Шрифт:
Петербург ошеломил его. Показался огромным, великолепным. То каменным и тяжеловесным. То лучистым, летучим. Поражал безукоризненной прямизной улиц с неповторимым разнообразием фасадов и украшений, колонн и шпилей. Вызывал то преклонение и восхищение, то внезапную нежность и обожание. Он не старался понять и охватить необъятность проспектов, непостижимость озаренных мостов и набережных. Лишь замирал, встречаясь с очередным дворцом или памятником. Она же летала среди колонн и площадей, словно город узнавал ее, возносил над ней золоченые шпили, склонялся головами белокаменных львов. Она трогала каменные выступы парапетов, как будто гладила загривки знакомых послушных животных. Прижималась лицом к узорным решеткам, словно целовала литые листья и кованые стебли. Говорила торопливо, без умолку, заставляя смотреть на очередной розовый или бирюзовый фасад, на высокий герб с поднявшимся на задние лапы барсом. Он чувствовал, как ей хорошо, сколько молодых и чудесных воспоминаний связано у нее с Петербургом, сколько влюбленности и одухотворенного счастья.
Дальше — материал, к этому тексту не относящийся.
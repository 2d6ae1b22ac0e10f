//! Application configuration and constants.
//!
//! This module provides:
//! - Configuration constants (timeouts, TTLs, limits)
//! - The `Config` struct shared by the library and the CLI

mod constants;
mod types;

// Re-export all constants
pub use constants::*;
pub use types::{AiProvider, Config, LogFormat, LogLevel, ServiceTimeouts};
Ему казалось, что город строился по необычайному чертежу, линии которого расходятся не только вдоль и вширь, но и поднимаются ввысь, и в этой высоте вместо камней господствуют лучи, оттенки цвета, воздушные массы, продолжая на небесах архитектуру дворцов и храмов.
Во время прогулки, в разных местах города его охватывали переживания, остро и сладостно переносившие из эпохи в эпоху.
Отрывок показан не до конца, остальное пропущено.